> _ACTIVITY_
The full set of entries has to be output exactly.

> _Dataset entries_
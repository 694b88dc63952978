//! Template types and error definitions

use serde::{Deserialize, Serialize};
use thiserror::Error;

/// Template-specific error type
#[derive(Debug, Error)]
pub enum TemplateError {
    #[error("Failed to read template file {path}: {source}")]
    Read {
        path: String,
        #[source]
        source: std::io::Error,
    },

    #[error("Failed to parse templates: {0}")]
    Parse(#[from] serde_yaml::Error),

    #[error("Invalid template document: {0}")]
    InvalidDocument(String),
}

/// Result type for template operations
pub type TemplateResult<T> = Result<T, TemplateError>;

/// A message template: subject and body patterns with `{placeholder}` fields.
///
/// Templates are loaded once at startup and never mutated afterwards.
#[derive(Debug, Clone, Default, PartialEq, Eq, Serialize, Deserialize)]
pub struct Template {
    /// Subject line pattern
    #[serde(default)]
    pub subject: String,

    /// Body pattern (plain text or HTML)
    #[serde(default)]
    pub body: String,
}

impl Template {
    pub fn new(subject: impl Into<String>, body: impl Into<String>) -> Self {
        Self {
            subject: subject.into(),
            body: body.into(),
        }
    }
}

/// A template entry as written in the source document, before defaults apply.
#[derive(Debug, Clone, Default, Deserialize)]
pub(crate) struct TemplateSpec {
    #[serde(default)]
    pub subject: Option<String>,
    #[serde(default)]
    pub body: Option<String>,
}

impl TemplateSpec {
    /// Fill any missing field from the default template.
    pub(crate) fn resolve_against(self, default: &Template) -> Template {
        Template {
            subject: self.subject.unwrap_or_else(|| default.subject.clone()),
            body: self.body.unwrap_or_else(|| default.body.clone()),
        }
    }
}

/// A rendered message ready for preview or delivery
#[derive(Debug, Clone, PartialEq, Eq)]
pub struct RenderedTemplate {
    pub subject: String,
    pub body: String,
}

> _ANSWER SECTION_
repository 694b88dc63952978
//! Template types and error definitions

use serde::{Deserialize, Serialize};
use thiserror::Error;

/// Template-specific error type
#[derive(Debug, Error)]
pub enum TemplateError {
    #[error("Failed to read template file {path}: {source}")]
    Read {
        path: String,
        #[source]
        source: std::io::Error,
    },

    #[error("Failed to parse templates: {0}")]
    Parse(#[from] serde_yaml::Error),

    #[error("Invalid template document: {0}")]
    InvalidDocument(String),
}

/// Result type for template operations
pub type TemplateResult<T> = Result<T, TemplateError>;

/// A message template: subject and body patterns with `{placeholder}` fields.
///
/// Templates are loaded once at startup and never mutated afterwards.
#[derive(Debug, Clone, Default, PartialEq, Eq, Serialize, Deserialize)]
pub struct Template {
    /// Subject line pattern
    #[serde(default)]
    pub subject: String,

    /// Body pattern (plain text or HTML)
    #[serde(default)]
    pub body: String,
}

impl Template {
    pub fn new(subject: impl Into<String>, body: impl Into<String>) -> Self {
        Self {
            subject: subject.into(),
            body: body.into(),
        }
    }
}

/// A template entry as written in the source document, before defaults apply.
#[derive(Debug, Clone, Default, Deserialize)]
pub(crate) struct TemplateSpec {
    #[serde(default)]
    pub subject: Option<String>,
    #[serde(default)]
    pub body: Option<String>,
}

impl TemplateSpec {
    /// Fill any missing field from the default template.
    pub(crate) fn resolve_against(self, default: &Template) -> Template {
        Template {
            subject: self.subject.unwrap_or_else(|| default.subject.clone()),
            body: self.body.unwrap_or_else(|| default.body.clone()),
        }
    }
}

/// A rendered message ready for preview or delivery
#[derive(Debug, Clone, PartialEq, Eq)]
pub struct RenderedTemplate {
    pub subject: String,
    pub body: String,
}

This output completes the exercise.